AFPは2012年12月に、アムステルダムの同地区で働く2人のおばあちゃん姉妹を取り上げている。当時70歳だった双子のルイーズさんとマルティネさんのフォケンズ姉妹だ。
2人は1960年代から半世紀にもわたって売春婦として働いてきた。2人の映画がアムステルダムの国際ドキュメンタリー映画祭で上映されたこともあるほか、2冊の本を出版。また、売春宿を自ら経営し、売春が合法化される前から性産業従事者のための労働組合を立ち上げ、暴力、搾取と闘ってきたという。
ルイーズさんはAFPに対し、約50年に及ぶ売春婦生活について「最初は本当に辛かった。思考を止めるしかなかった。年をとってからよ。ましになったのは」と語っている。
売春婦も働く女性の一人
オランダのように欧州では売春が合法化されている国は少なくない。
支援団体などが強調するように、「売春婦も働く女性の一人」という考え方の広がりとともに、合法化することによって、組織による搾取や暴力から保護しようとする狙いある。オランダやドイツ、ハンガリーは売春婦が職業として認められており、失業手当も支給されるという。
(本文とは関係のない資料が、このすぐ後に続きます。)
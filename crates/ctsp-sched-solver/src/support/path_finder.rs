// Copyright (c) 2025 Felix Kahle.
//
// Permission is hereby granted, free of charge, to any person obtaining
// a copy of this software and associated documentation files (the
// "Software"), to deal in the Software without restriction, including
// without limitation the rights to use, copy, modify, merge, publish,
// distribute, sublicense, and/or sell copies of the Software, and to
// permit persons to whom the Software is furnished to do so, subject to
// the following conditions:
//
// The above copyright notice and this permission notice shall be
// included in all copies or substantial portions of the Software.
//
// THE SOFTWARE IS PROVIDED "AS IS", WITHOUT WARRANTY OF ANY KIND,
// EXPRESS OR IMPLIED, INCLUDING BUT NOT LIMITED TO THE WARRANTIES OF
// MERCHANTABILITY, FITNESS FOR A PARTICULAR PURPOSE AND
// NONINFRINGEMENT. IN NO EVENT SHALL THE AUTHORS OR COPYRIGHT HOLDERS BE
// LIABLE FOR ANY CLAIM, DAMAGES OR OTHER LIABILITY, WHETHER IN AN ACTION
// OF CONTRACT, TORT OR OTHERWISE, ARISING FROM, OUT OF OR IN CONNECTION
// WITH THE SOFTWARE OR THE USE OR OTHER DEALINGS IN THE SOFTWARE.

//! Cycle enumeration over the dual support graph.
//!
//! After an infeasible check, the support graph is rebuilt from the
//! active dual values (`α`, `γ` above tolerance). Every active sync arc
//! seeds a DFS path search; each simple path closed by the reverse sync
//! arc is a cycle certifying the infeasibility. Cycles that select the
//! same routing arcs are duplicates and collapse to one canonical
//! representative.

use ctsp_sched_core::prelude::SearchGraph;
use ctsp_sched_model::prelude::SyncModel;
use std::collections::HashSet;

const ACTIVITY_TOL: f64 = 1e-3;

#[derive(Debug)]
pub struct PathFinder<'a> {
    model: &'a SyncModel,
    tol: f64,
    graph: SearchGraph,
}

impl<'a> PathFinder<'a> {
    pub fn new(model: &'a SyncModel) -> Self {
        Self {
            model,
            tol: ACTIVITY_TOL,
            graph: SearchGraph::new(model.n_operations()),
        }
    }

    /// Enumerate the canonical violated cycles of one dual certificate.
    ///
    /// Cycles are arc-index sequences: routing arcs keep their index,
    /// sync arc `a` is stored as `a + n_routing_arcs`.
    pub fn find_cycles(&mut self, alpha: &[f64], gamma: &[f64]) -> Vec<Vec<usize>> {
        let seeds = self.update_support_graph(alpha, gamma);

        let mut cycles = Vec::new();
        let mut paths = Vec::new();

        for &(source, target) in &seeds {
            // The cycle closes over the reverse sync arc; a seed without
            // one cannot form a cycle.
            let Some(closing) = self.model.sync_map().get(target, source) else {
                tracing::debug!(
                    source,
                    target,
                    "active sync arc has no reverse arc, skipping seed"
                );
                continue;
            };
            let closing = closing + self.model.n_routing_arcs();

            self.graph.simple_paths(source, target, &mut paths);
            if paths.is_empty() {
                tracing::debug!(source, target, "no support path for active sync arc");
                continue;
            }

            for path in &paths {
                let mut cycle = self.sequence_to_arcs(path);
                cycle.push(closing);
                cycles.push(cycle);
            }
        }

        Self::remove_duplicate_cycles(self.model.n_routing_arcs(), &mut cycles);
        cycles
    }

    /// Rebuild the support graph; returns the seed arcs for the search.
    fn update_support_graph(&mut self, alpha: &[f64], gamma: &[f64]) -> Vec<(usize, usize)> {
        self.graph.clear();

        let model = self.model;
        let mut active_depots = HashSet::new();

        for (e, arc) in model.routing_arcs().iter().enumerate() {
            if alpha[e] > self.tol {
                self.graph.add_arc(arc.from, arc.to);
                active_depots.insert(arc.subset_from);
            }
        }

        let mut seeds = Vec::new();
        for (a, arc) in model.sync_arcs().iter().enumerate() {
            if gamma[a] <= self.tol {
                continue;
            }
            self.graph.add_arc(arc.from, arc.to);

            if model.is_visit(arc.from) || model.is_visit(arc.to) {
                // Customer coupling: search against the arc direction so
                // the arc itself closes the cycle.
                seeds.push((arc.to, arc.from));
            } else if active_depots.contains(&model.op_depot()[arc.from])
                && active_depots.contains(&model.op_depot()[arc.to])
            {
                seeds.push((arc.from, arc.to));
            }
        }

        seeds
    }

    /// Translate a vertex path into arc indices.
    fn sequence_to_arcs(&self, path: &[usize]) -> Vec<usize> {
        let model = self.model;
        let mut arcs = Vec::with_capacity(path.len());
        for pair in path.windows(2) {
            let (s, t) = (pair[0], pair[1]);
            if let Some(e) = model.routing_map().get(s, t) {
                arcs.push(e);
            } else if let Some(a) = model.sync_map().get(s, t) {
                arcs.push(a + model.n_routing_arcs());
            } else {
                debug_assert!(false, "support edge {s}->{t} is not a model arc");
            }
        }
        arcs
    }

    /// Drop cycles whose routing-arc set was already seen.
    fn remove_duplicate_cycles(n_routing_arcs: usize, cycles: &mut Vec<Vec<usize>>) {
        if cycles.len() <= 1 {
            return;
        }

        let mut seen: HashSet<Vec<usize>> = HashSet::new();
        cycles.retain(|cycle| {
            let mut key: Vec<usize> = cycle
                .iter()
                .copied()
                .filter(|&arc| arc < n_routing_arcs)
                .collect();
            key.sort_unstable();
            seen.insert(key)
        });
    }
}

#[cfg(test)]
mod tests {
    use super::*;
    use ctsp_sched_core::prelude::Matrix;
    use ctsp_sched_model::prelude::ProblemType;

    fn symmetric(n: usize, values: &[(usize, usize, f64)]) -> Matrix<f64> {
        let mut m = Matrix::new(n, n, 0.0);
        for i in 0..n {
            m.set(i, i, 100_000_000.0);
        }
        for &(i, j, d) in values {
            m.set(i, j, d);
            m.set(j, i, d);
        }
        m
    }

    /// One customer visited on both of two days.
    fn two_visit_model() -> SyncModel {
        let demands = vec![vec![0, 0], vec![1, 1]];
        let distances = symmetric(2, &[(0, 1, 10.0)]);
        SyncModel::from_parts(
            ProblemType::Ctsp1,
            "pf",
            2,
            1,
            &demands,
            100.0,
            &[5.0],
            &distances,
        )
    }

    #[test]
    fn cycle_closes_over_the_reverse_sync_arc() {
        let m = two_visit_model();
        // Ops: dep 0/1, ret 2/3, visits 4 (day 1) and 5 (day 2).
        let mut alpha = vec![0.0; m.n_routing_arcs()];
        let mut gamma = vec![0.0; m.n_sync_arcs()];

        // A routed day plus both directions of the customer coupling.
        alpha[m.routing_map().get(0, 4).unwrap()] = 1.0;
        alpha[m.routing_map().get(4, 2).unwrap()] = 1.0;
        gamma[m.sync_map().get(4, 5).unwrap()] = 1.0;
        gamma[m.sync_map().get(5, 4).unwrap()] = 1.0;

        let mut finder = PathFinder::new(&m);
        let cycles = finder.find_cycles(&alpha, &gamma);

        // Both seed directions find the two-arc cycle over the visits;
        // they share the (empty) routing-arc set, so one survives.
        assert_eq!(cycles.len(), 1);
        let fwd = m.sync_map().get(4, 5).unwrap() + m.n_routing_arcs();
        let rev = m.sync_map().get(5, 4).unwrap() + m.n_routing_arcs();
        assert!(cycles[0].contains(&fwd));
        assert!(cycles[0].contains(&rev));
    }

    #[test]
    fn duplicate_routing_sets_collapse() {
        let n_routing = 4;
        let mut cycles = vec![
            vec![0, 1, n_routing + 2],
            vec![1, 0, n_routing + 3],
            vec![0, 2, n_routing + 2],
        ];
        PathFinder::remove_duplicate_cycles(n_routing, &mut cycles);
        assert_eq!(cycles.len(), 2);
        assert_eq!(cycles[0], vec![0, 1, n_routing + 2]);
        assert_eq!(cycles[1], vec![0, 2, n_routing + 2]);
    }

    #[test]
    fn inactive_arcs_stay_out_of_the_support_graph() {
        let m = two_visit_model();
        let alpha = vec![0.0; m.n_routing_arcs()];
        let gamma = vec![0.0; m.n_sync_arcs()];
        let mut finder = PathFinder::new(&m);
        assert!(finder.find_cycles(&alpha, &gamma).is_empty());
    }
}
AFPによると、約40万人の売春婦が働き、一日の総売上が6800万ドル(約68億円)になるスペインの東部イビサ島では、売春婦11人が組合を通じて税金を納め、公的医療制度のサービスや年金などを受けるため協同組合を設立した。
また、スイス・チューリッヒには2013年8月、売春線用のドライブイン「セックスボックス」が誕生したが、これも日中から半裸の女性が付近の街角に立つ売春宿を市中心部から郊外に移し、当局が管理するのが目的だとされる。
大阪には、かつての遊郭の名残をとどめる飛田新地(大阪市西成区)がある。戦後も赤線地区として生き延びたが、昭和33(1958)年の売春防止法施行で廃止。いまは「料亭」と名を変え、昔ながらのスタイルで“静かに目立たず”営業を続けている。